For a version for mounting inside the Motorola Mitrek required a "cut down" version of 6.0, leaving several features out, such as the timers for up and down links only. Versions 7.x were developed. The final version was 7.3, being ready to be put in production, when more ideas were discussed with other tech's on the air. Thanks to their input, such as better bias filtering and PL board mounting room was researched for that version 7.3 for enough room on this board to "daughter" mount a PL decoder, such as the Comm. Spec TS-32. However some of the features, such as the timers on version 6.0 were still desired. In order to build just one more board (version) for universal use it was decided to scrap the entire 7.x versions. Version 6.0 had all the features wanted, therefore a new board layout was designed to fit the Mitrek and have space for the PL decoder.
Changes and additions
This version of 6.2 the same as 6.1, with the exception of the meter output adjust, VR5, is left out. Its replaced with one series and one shunt resistor. The AGC curve image further into this document shows the values for this particular radio and its front panel meter. If you choose to use a fixed output you may need different values with the meter you end up using.
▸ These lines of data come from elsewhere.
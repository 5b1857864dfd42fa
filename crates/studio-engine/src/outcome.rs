use std::fmt;

use serde::Serialize;
use thiserror::Error;

/// Closed failure taxonomy surfaced to callers.
#[derive(Debug, Clone, Copy, PartialEq, Eq, Hash, Serialize)]
#[serde(rename_all = "snake_case")]
pub enum ErrorKind {
    /// The local image could not be decoded.
    FormatError,
    SafetyBlocked,
    /// The model answered with text instead of an image.
    Refusal,
    RateLimited,
    ServerError,
    NetworkError,
    Unknown,
}

impl ErrorKind {
    pub fn as_str(self) -> &'static str {
        match self {
            Self::FormatError => "format_error",
            Self::SafetyBlocked => "safety_blocked",
            Self::Refusal => "refusal",
            Self::RateLimited => "rate_limited",
            Self::ServerError => "server_error",
            Self::NetworkError => "network_error",
            Self::Unknown => "unknown",
        }
    }

    /// Whether re-issuing the same request can reasonably succeed.
    pub fn is_retryable(self) -> bool {
        !matches!(self, Self::SafetyBlocked | Self::FormatError)
    }
}

impl fmt::Display for ErrorKind {
    fn fmt(&self, f: &mut fmt::Formatter<'_>) -> fmt::Result {
        f.write_str(self.as_str())
    }
}

#[derive(Debug, Clone, PartialEq, Eq, Error)]
#[error("{kind}: {detail}")]
pub struct GenerationFailure {
    pub kind: ErrorKind,
    pub detail: String,
}

impl GenerationFailure {
    pub fn new(kind: ErrorKind, detail: impl Into<String>) -> Self {
        Self {
            kind,
            detail: detail.into(),
        }
    }

    /// Message suitable for showing next to a failed result.
    pub fn user_message(&self) -> String {
        let base = match self.kind {
            ErrorKind::FormatError => "This image format could not be read. Try a JPEG or PNG.",
            ErrorKind::SafetyBlocked => {
                "Generation was blocked by the service's safety filters. \
                 Change the photo or prompt."
            }
            ErrorKind::Refusal => "The model declined this request.",
            ErrorKind::RateLimited => "Too many requests right now. Wait a moment and retry.",
            ErrorKind::ServerError => "The generation service is temporarily unavailable.",
            ErrorKind::NetworkError => "Network problem while contacting the generation service.",
            ErrorKind::Unknown => "Generation failed.",
        };
        let detail = self.detail.trim();
        if detail.is_empty() || self.kind == ErrorKind::SafetyBlocked {
            base.to_string()
        } else {
            format!("{base} ({detail})")
        }
    }
}

#[derive(Debug, Clone, PartialEq, Eq)]
pub struct GeneratedImage {
    pub bytes: Vec<u8>,
    pub mime_type: String,
}

#[derive(Debug, Clone, PartialEq, Eq)]
pub enum GenerationOutcome {
    Success(GeneratedImage),
    Failure(GenerationFailure),
}

impl GenerationOutcome {
    pub fn failure(kind: ErrorKind, detail: impl Into<String>) -> Self {
        Self::Failure(GenerationFailure::new(kind, detail))
    }

    pub fn is_success(&self) -> bool {
        matches!(self, Self::Success(_))
    }

    pub fn image(&self) -> Option<&GeneratedImage> {
        match self {
            Self::Success(image) => Some(image),
            Self::Failure(_) => None,
        }
    }

    pub fn error(&self) -> Option<&GenerationFailure> {
        match self {
            Self::Success(_) => None,
            Self::Failure(failure) => Some(failure),
        }
    }

    pub fn into_result(self) -> Result<GeneratedImage, GenerationFailure> {
        match self {
            Self::Success(image) => Ok(image),
            Self::Failure(failure) => Err(failure),
        }
    }
}

#[cfg(test)]
mod tests {
    use super::{ErrorKind, GenerationFailure, GenerationOutcome};

    #[test]
    fn safety_blocks_are_not_retryable() {
        assert!(!ErrorKind::SafetyBlocked.is_retryable());
        assert!(!ErrorKind::FormatError.is_retryable());
        assert!(ErrorKind::RateLimited.is_retryable());
        assert!(ErrorKind::NetworkError.is_retryable());
    }

    #[test]
    fn user_message_hides_safety_detail_but_keeps_refusal_text() {
        let blocked = GenerationFailure::new(ErrorKind::SafetyBlocked, "finish reason SAFETY");
        assert!(!blocked.user_message().contains("SAFETY"));

        let refusal = GenerationFailure::new(ErrorKind::Refusal, "I can't edit this photo.");
        assert!(refusal.user_message().contains("I can't edit this photo."));
    }

    #[test]
    fn failure_display_includes_kind() {
        let failure = GenerationFailure::new(ErrorKind::RateLimited, "429 Too Many Requests");
        assert_eq!(failure.to_string(), "rate_limited: 429 Too Many Requests");
    }

    #[test]
    fn outcome_accessors_match_arm() {
        let outcome = GenerationOutcome::failure(ErrorKind::Unknown, "empty");
        assert!(!outcome.is_success());
        assert!(outcome.image().is_none());
        assert_eq!(outcome.error().map(|failure| failure.kind), Some(ErrorKind::Unknown));
        assert!(outcome.into_result().is_err());
    }
}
As in 6.1 the following updates are incorporated:
The additional IC (U3) is support for various configurations, such as polarity I/O for both cor input and PTT outputs. If you desire active highs can replace the NPN transistor with PNP with the leads in the appropriate places. (The earlier versions have a few limitations in this area.) U1 now functions as DC interfaces for both the COR and CTCSS inputs (if used). The 555 timers were replaced with a section of this additional IC for better parts count efficiency. Instead of using U1 as a timeout/gate, a set of six diodes control the modes you wish. The diodes take less room on the board. For example, the audio and PTT paths can have separate modes, carrier, tone only or carrier + tone (AND Squelch) dependent or together. This maximizes flexibility for system builders wishing to configure their system the way they wish. Note the (changed) color of wires to connect the board's inputs of the "CTCSS", "CON-1" and "CON" inputs and how they are used. Depending on your configuration you can leave certain devices out. This will be covered later on.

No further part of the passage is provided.